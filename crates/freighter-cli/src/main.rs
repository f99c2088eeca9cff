use std::path::PathBuf;
use std::time::Duration;

use anyhow::{Context, Result};
use chrono::SecondsFormat;
use clap::{Parser, Subcommand};

use freighter_core::compiler::MicaBuild;
use freighter_core::config::{LoadedPackage, ToolConfig};
use freighter_core::publish::{self, PublishOutcome};
use freighter_core::report::Reporter;
use freighter_core::validate::{self, PreflightOutcome, PublishContext, RuntimeOptions};
use freighter_core::vcs::SystemGit;
use freighter_registry::{DEFAULT_API_BASE, RegistryClient};
use freighter_retry::BackoffConfig;
use freighter_types::{LogLevel, RegistryMetadata, ValidationError};

/// Environment variable holding the registry bearer token.
const TOKEN_ENV: &str = "FREIGHTER_REGISTRY_TOKEN";
const DEFAULT_REMOTE: &str = "origin";

#[derive(Parser, Debug)]
#[command(name = "freighter", version)]
#[command(about = "Validates and publishes Mica packages to the central registry")]
struct Cli {
    /// Package directory containing mica.toml
    #[arg(long, default_value = ".")]
    package_dir: PathBuf,

    /// Registry API base URL (default: https://registry.mica-lang.org)
    #[arg(long)]
    api_base: Option<String>,

    /// Refuse to touch the network.
    #[arg(long)]
    offline: bool,

    /// Max attempts per registry call.
    #[arg(long)]
    max_attempts: Option<u32>,

    /// Base backoff delay between retries (e.g. 1s, 500ms)
    #[arg(long)]
    base_delay: Option<String>,

    /// Max backoff delay between retries (e.g. 30s)
    #[arg(long)]
    max_delay: Option<String>,

    /// Minimum severity of replayed job logs (debug, info, warn, error).
    #[arg(long, default_value = "info")]
    log_level: String,

    /// Give up on the publish job after this long (e.g. 10m). Waits
    /// indefinitely when omitted.
    #[arg(long)]
    poll_timeout: Option<String>,

    /// Git remote that receives the release tag (default: origin)
    #[arg(long)]
    remote: Option<String>,

    #[command(subcommand)]
    cmd: Commands,
}

#[derive(Subcommand, Debug)]
enum Commands {
    /// Run every publish check without publishing.
    Check,
    /// Validate, push the release tag, and submit to the registry.
    Publish,
    /// Show the package's version history on the registry.
    Status,
}

struct CliReporter;

impl Reporter for CliReporter {
    fn debug(&mut self, msg: &str) {
        eprintln!("[debug] {msg}");
    }

    fn info(&mut self, msg: &str) {
        eprintln!("[info] {msg}");
    }

    fn warn(&mut self, msg: &str) {
        eprintln!("[warn] {msg}");
    }

    fn error(&mut self, msg: &str) {
        eprintln!("[error] {msg}");
    }
}

fn main() -> Result<()> {
    let cli = Cli::parse();

    let package = LoadedPackage::load(&cli.package_dir)?;
    let tool = ToolConfig::load(&cli.package_dir)?;

    let registry = build_client(&cli, &tool)?;
    let remote = cli
        .remote
        .clone()
        .or(tool.remote)
        .unwrap_or_else(|| DEFAULT_REMOTE.to_string());
    let vcs = SystemGit::new(&package.root, &remote);
    let build = MicaBuild::new(&package.root, &package.config.build.compiler);

    let ctx = PublishContext {
        package: &package,
        registry: &registry,
        vcs: &vcs,
        build: &build,
        options: runtime_options(&cli)?,
    };

    let mut reporter = CliReporter;

    let code = match cli.cmd {
        Commands::Check => match validate::run_preflight(&ctx, &mut reporter)? {
            PreflightOutcome::Ready { manifest, .. } => {
                println!("ok: {} {} is ready to publish", manifest.name, manifest.version);
                0
            }
            PreflightOutcome::Rejected { errors } => {
                print_findings(&errors);
                1
            }
        },
        Commands::Publish => match publish::run_publish(&ctx, &mut reporter)? {
            PublishOutcome::Completed { manifest, job } if job.succeeded() => {
                println!("published {} {} (job {})", manifest.name, manifest.version, job.id);
                0
            }
            PublishOutcome::Completed { manifest, job } => {
                println!(
                    "the registry rejected {} {} (job {}); its log is above",
                    manifest.name, manifest.version, job.id
                );
                1
            }
            PublishOutcome::Rejected { errors } => {
                print_findings(&errors);
                1
            }
        },
        Commands::Status => {
            run_status(&package, &registry)?;
            0
        }
    };

    if code != 0 {
        std::process::exit(code);
    }
    Ok(())
}

fn build_client(cli: &Cli, tool: &ToolConfig) -> Result<RegistryClient> {
    let api_base = cli
        .api_base
        .clone()
        .or_else(|| tool.registry.api_base.clone())
        .unwrap_or_else(|| DEFAULT_API_BASE.to_string());

    let mut backoff: BackoffConfig = tool.retry.clone().unwrap_or_default();
    if let Some(attempts) = cli.max_attempts {
        backoff.max_attempts = attempts;
    }
    if let Some(delay) = &cli.base_delay {
        backoff.base_delay = parse_duration(delay)?;
    }
    if let Some(delay) = &cli.max_delay {
        backoff.max_delay = parse_duration(delay)?;
    }

    Ok(RegistryClient::new(&api_base)?
        .with_backoff(backoff)
        .with_token(std::env::var(TOKEN_ENV).ok())
        .offline(cli.offline))
}

fn runtime_options(cli: &Cli) -> Result<RuntimeOptions> {
    let log_level: LogLevel = cli.log_level.parse().map_err(anyhow::Error::msg)?;
    let poll_timeout = match &cli.poll_timeout {
        Some(raw) => Some(parse_duration(raw)?),
        None => None,
    };
    Ok(RuntimeOptions {
        log_level,
        poll_timeout,
    })
}

fn parse_duration(s: &str) -> Result<Duration> {
    humantime::parse_duration(s).with_context(|| format!("invalid duration: {s}"))
}

fn print_findings(errors: &[ValidationError]) {
    for (idx, finding) in errors.iter().enumerate() {
        println!("{:>3}. {}", idx + 1, finding.message);
    }
    println!();
    if errors.len() == 1 {
        println!("1 validation error found");
    } else {
        println!("{} validation errors found", errors.len());
    }
}

fn run_status(package: &LoadedPackage, registry: &RegistryClient) -> Result<()> {
    let name = &package.config.package.name;
    let Some(metadata) = registry.fetch_metadata(name)? else {
        println!("{name}: not on the registry yet");
        return Ok(());
    };
    print_history(name, &metadata);
    Ok(())
}

fn print_history(name: &str, metadata: &RegistryMetadata) {
    println!("{name} ({})", metadata.location);
    if let Some(owners) = &metadata.owners {
        println!("owners: {}", owners.join(", "));
    }
    println!();

    if metadata.published.is_empty() && metadata.unpublished.is_empty() {
        println!("no versions on record");
        return;
    }
    for (version, record) in &metadata.published {
        let by = record.published_by.as_deref().unwrap_or("unknown");
        println!(
            "{version}: published {} by {by}",
            record.published_at.to_rfc3339_opts(SecondsFormat::Secs, true)
        );
    }
    for (version, record) in &metadata.unpublished {
        let reason = record.reason.as_deref().unwrap_or("no reason given");
        println!(
            "{version}: unpublished {} ({reason})",
            record.unpublished_at.to_rfc3339_opts(SecondsFormat::Secs, true)
        );
    }
}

#### Your assignment:
Using the data above, restate every record word for word.

#### The completed task:
filename crates/freighter-cli/src/main.rs
repository f99c2088eeca9cff
use std::path::PathBuf;
use std::time::Duration;

use anyhow::{Context, Result};
use chrono::SecondsFormat;
use clap::{Parser, Subcommand};

use freighter_core::compiler::MicaBuild;
use freighter_core::config::{LoadedPackage, ToolConfig};
use freighter_core::publish::{self, PublishOutcome};
use freighter_core::report::Reporter;
use freighter_core::validate::{self, PreflightOutcome, PublishContext, RuntimeOptions};
use freighter_core::vcs::SystemGit;
use freighter_registry::{DEFAULT_API_BASE, RegistryClient};
use freighter_retry::BackoffConfig;
use freighter_types::{LogLevel, RegistryMetadata, ValidationError};

/// Environment variable holding the registry bearer token.
const TOKEN_ENV: &str = "FREIGHTER_REGISTRY_TOKEN";
const DEFAULT_REMOTE: &str = "origin";

#[derive(Parser, Debug)]
#[command(name = "freighter", version)]
#[command(about = "Validates and publishes Mica packages to the central registry")]
struct Cli {
    /// Package directory containing mica.toml
    #[arg(long, default_value = ".")]
    package_dir: PathBuf,

    /// Registry API base URL (default: https://registry.mica-lang.org)
    #[arg(long)]
    api_base: Option<String>,

    /// Refuse to touch the network.
    #[arg(long)]
    offline: bool,

    /// Max attempts per registry call.
    #[arg(long)]
    max_attempts: Option<u32>,

    /// Base backoff delay between retries (e.g. 1s, 500ms)
    #[arg(long)]
    base_delay: Option<String>,

    /// Max backoff delay between retries (e.g. 30s)
    #[arg(long)]
    max_delay: Option<String>,

    /// Minimum severity of replayed job logs (debug, info, warn, error).
    #[arg(long, default_value = "info")]
    log_level: String,

    /// Give up on the publish job after this long (e.g. 10m). Waits
    /// indefinitely when omitted.
    #[arg(long)]
    poll_timeout: Option<String>,

    /// Git remote that receives the release tag (default: origin)
    #[arg(long)]
    remote: Option<String>,

    #[command(subcommand)]
    cmd: Commands,
}

#[derive(Subcommand, Debug)]
enum Commands {
    /// Run every publish check without publishing.
    Check,
    /// Validate, push the release tag, and submit to the registry.
    Publish,
    /// Show the package's version history on the registry.
    Status,
}

struct CliReporter;

impl Reporter for CliReporter {
    fn debug(&mut self, msg: &str) {
        eprintln!("[debug] {msg}");
    }

    fn info(&mut self, msg: &str) {
        eprintln!("[info] {msg}");
    }

    fn warn(&mut self, msg: &str) {
        eprintln!("[warn] {msg}");
    }

    fn error(&mut self, msg: &str) {
        eprintln!("[error] {msg}");
    }
}

fn main() -> Result<()> {
    let cli = Cli::parse();

    let package = LoadedPackage::load(&cli.package_dir)?;
    let tool = ToolConfig::load(&cli.package_dir)?;

    let registry = build_client(&cli, &tool)?;
    let remote = cli
        .remote
        .clone()
        .or(tool.remote)
        .unwrap_or_else(|| DEFAULT_REMOTE.to_string());
    let vcs = SystemGit::new(&package.root, &remote);
    let build = MicaBuild::new(&package.root, &package.config.build.compiler);

    let ctx = PublishContext {
        package: &package,
        registry: &registry,
        vcs: &vcs,
        build: &build,
        options: runtime_options(&cli)?,
    };

    let mut reporter = CliReporter;

    let code = match cli.cmd {
        Commands::Check => match validate::run_preflight(&ctx, &mut reporter)? {
            PreflightOutcome::Ready { manifest, .. } => {
                println!("ok: {} {} is ready to publish", manifest.name, manifest.version);
                0
            }
            PreflightOutcome::Rejected { errors } => {
                print_findings(&errors);
                1
            }
        },
        Commands::Publish => match publish::run_publish(&ctx, &mut reporter)? {
            PublishOutcome::Completed { manifest, job } if job.succeeded() => {
                println!("published {} {} (job {})", manifest.name, manifest.version, job.id);
                0
            }
            PublishOutcome::Completed { manifest, job } => {
                println!(
                    "the registry rejected {} {} (job {}); its log is above",
                    manifest.name, manifest.version, job.id
                );
                1
            }
            PublishOutcome::Rejected { errors } => {
                print_findings(&errors);
                1
            }
        },
        Commands::Status => {
            run_status(&package, &registry)?;
            0
        }
    };

    if code != 0 {
        std::process::exit(code);
    }
    Ok(())
}

fn build_client(cli: &Cli, tool: &ToolConfig) -> Result<RegistryClient> {
    let api_base = cli
        .api_base
        .clone()
        .or_else(|| tool.registry.api_base.clone())
        .unwrap_or_else(|| DEFAULT_API_BASE.to_string());

    let mut backoff: BackoffConfig = tool.retry.clone().unwrap_or_default();
    if let Some(attempts) = cli.max_attempts {
        backoff.max_attempts = attempts;
    }
    if let Some(delay) = &cli.base_delay {
        backoff.base_delay = parse_duration(delay)?;
    }
    if let Some(delay) = &cli.max_delay {
        backoff.max_delay = parse_duration(delay)?;
    }

    Ok(RegistryClient::new(&api_base)?
        .with_backoff(backoff)
        .with_token(std::env::var(TOKEN_ENV).ok())
        .offline(cli.offline))
}

fn runtime_options(cli: &Cli) -> Result<RuntimeOptions> {
    let log_level: LogLevel = cli.log_level.parse().map_err(anyhow::Error::msg)?;
    let poll_timeout = match &cli.poll_timeout {
        Some(raw) => Some(parse_duration(raw)?),
        None => None,
    };
    Ok(RuntimeOptions {
        log_level,
        poll_timeout,
    })
}

fn parse_duration(s: &str) -> Result<Duration> {
    humantime::parse_duration(s).with_context(|| format!("invalid duration: {s}"))
}

fn print_findings(errors: &[ValidationError]) {
    for (idx, finding) in errors.iter().enumerate() {
        println!("{:>3}. {}", idx + 1, finding.message);
    }
    println!();
    if errors.len() == 1 {
        println!("1 validation error found");
    } else {
        println!("{} validation errors found", errors.len());
    }
}

fn run_status(package: &LoadedPackage, registry: &RegistryClient) -> Result<()> {
    let name = &package.config.package.name;
    let Some(metadata) = registry.fetch_metadata(name)? else {
        println!("{name}: not on the registry yet");
        return Ok(());
    };
    print_history(name, &metadata);
    Ok(())
}

fn print_history(name: &str, metadata: &RegistryMetadata) {
    println!("{name} ({})", metadata.location);
    if let Some(owners) = &metadata.owners {
        println!("owners: {}", owners.join(", "));
    }
    println!();

    if metadata.published.is_empty() && metadata.unpublished.is_empty() {
        println!("no versions on record");
        return;
    }
    for (version, record) in &metadata.published {
        let by = record.published_by.as_deref().unwrap_or("unknown");
        println!(
            "{version}: published {} by {by}",
            record.published_at.to_rfc3339_opts(SecondsFormat::Secs, true)
        );
    }
    for (version, record) in &metadata.unpublished {
        let reason = record.reason.as_deref().unwrap_or("no reason given");
        println!(
            "{version}: unpublished {} ({reason})",
            record.unpublished_at.to_rfc3339_opts(SecondsFormat::Secs, true)
        );
    }
}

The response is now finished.